ミニ四駆選手権カナガワ地区大会決勝、残りは一時間を切っている。コース上、十何台かマシンは残っているが、優勝争いは事実上、私たち《スクーデリア・ミッレ・ミリア》と、涼川さんたちの《すーぱーあゆみんミニ四チーム》に絞られた。交換用バッテリーの残りは十分にあるし、タイム差は5分、2周以上の距離をキープできている。もしペースをあげたとしても、残り時間を考えれば逆転されることは……まず、ない。ありえない。

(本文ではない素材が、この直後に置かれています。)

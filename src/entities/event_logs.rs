use sea_orm::entity::prelude::*;
use serde::Serialize;

use crate::domain::FacilityStatus;

/// Append-only history of facility status changes.
#[derive(Clone, Debug, PartialEq, Eq, DeriveEntityModel, Serialize)]
#[sea_orm(table_name = "event_logs")]
pub struct Model {
    #[sea_orm(primary_key)]
    pub id: i64,
    pub facility_name: String,
    pub status: FacilityStatus,
    pub message: String,
    pub created_at: String,
}

#[derive(Copy, Clone, Debug, EnumIter, DeriveRelation)]
pub enum Relation {}

impl ActiveModelBehavior for ActiveModel {}
use axum::{
    Json,
    extract::{Path, Query, State},
};
use serde::Deserialize;
use std::sync::Arc;

use super::validation::validate_id;
use super::{ApiError, ApiResponse, AppState};
use crate::db::FacilityStats;
use crate::entities::facilities;
use crate::services::sensors::SensorKind;
use crate::services::{CameraFeed, Dashboard, FacilityError, SensorSeries};

#[derive(Debug, Deserialize)]
pub struct SensorQuery {
    #[serde(default = "default_kind")]
    pub kind: SensorKind,
    pub points: Option<usize>,
}

const fn default_kind() -> SensorKind {
    SensorKind::Temp
}

impl From<FacilityError> for ApiError {
    fn from(err: FacilityError) -> Self {
        match err {
            FacilityError::NotFound(id) => Self::not_found("Facility", id),
            FacilityError::Validation(msg) => Self::validation(msg),
            FacilityError::Database(msg) => Self::DatabaseError(msg),
            FacilityError::Internal(msg) => Self::internal(msg),
        }
    }
}

/// GET /dashboard
pub async fn dashboard(
    State(state): State<Arc<AppState>>,
) -> Result<Json<ApiResponse<Dashboard>>, ApiError> {
    let dashboard = state.facility_service().dashboard().await?;
    Ok(Json(ApiResponse::success(dashboard)))
}

/// GET /facilities
pub async fn list_facilities(
    State(state): State<Arc<AppState>>,
) -> Result<Json<ApiResponse<Vec<facilities::Model>>>, ApiError> {
    let facilities = state.facility_service().list().await?;
    Ok(Json(ApiResponse::success(facilities)))
}

/// GET /facilities/stats
pub async fn get_stats(
    State(state): State<Arc<AppState>>,
) -> Result<Json<ApiResponse<FacilityStats>>, ApiError> {
    let stats = state.facility_service().stats().await?;
    Ok(Json(ApiResponse::success(stats)))
}

/// GET /facilities/{id}
pub async fn get_facility(
    State(state): State<Arc<AppState>>,
    Path(id): Path<i32>,
) -> Result<Json<ApiResponse<facilities::Model>>, ApiError> {
    let id = validate_id(id, "Facility")?;
    let facility = state.facility_service().get(id).await?;
    Ok(Json(ApiResponse::success(facility)))
}

/// GET /facilities/{id}/sensors?kind=temp|gas&points=N
pub async fn get_sensor_series(
    State(state): State<Arc<AppState>>,
    Path(id): Path<i32>,
    Query(query): Query<SensorQuery>,
) -> Result<Json<ApiResponse<SensorSeries>>, ApiError> {
    let id = validate_id(id, "Facility")?;
    let series = state
        .facility_service()
        .sensor_series(id, query.kind, query.points)
        .await?;
    Ok(Json(ApiResponse::success(series)))
}

/// GET /facilities/{id}/cameras
pub async fn get_cameras(
    State(state): State<Arc<AppState>>,
    Path(id): Path<i32>,
) -> Result<Json<ApiResponse<CameraFeed>>, ApiError> {
    let id = validate_id(id, "Facility")?;
    let feed = state.facility_service().cameras(id).await?;
    Ok(Json(ApiResponse::success(feed)))
}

「セクター2の通過タイム、全体ベスト更新されました」
「最高速も更新、プラス10キロです」
「そんなバカな!」

私は手元のモニターを切り替えた。トリコロールの車体、さっきのピットでリヤウイングのフラップを取り払ったようだ。確かに空気抵抗が少なくなって最高速は伸びる。だがその分、タイヤに負担がかかる。ここまで走ってきて、表面の劣化や形の歪みなど相当のダメージがあるはず。そこまでして一時的にペースを上げて、どうするつもりなのか?

「サンダーショットがコントロールライン通過、セクター3も全体ベスト」
「アスチュートは?」
「いまヘアピンを通過して、スプーンに向かってます」

全体ベストを更新したとはいえ、一周にすれば1秒にも満たないはず。この走りが最後まで続いたとしても、差は1分と詰まらないはず。それならばわざわざトラブルを招くようなことをするはずがない。
ピットの外から、観客のざわめきが聞こえてくる。言葉にならない、低くくぐもった音の群れがうずをまいている。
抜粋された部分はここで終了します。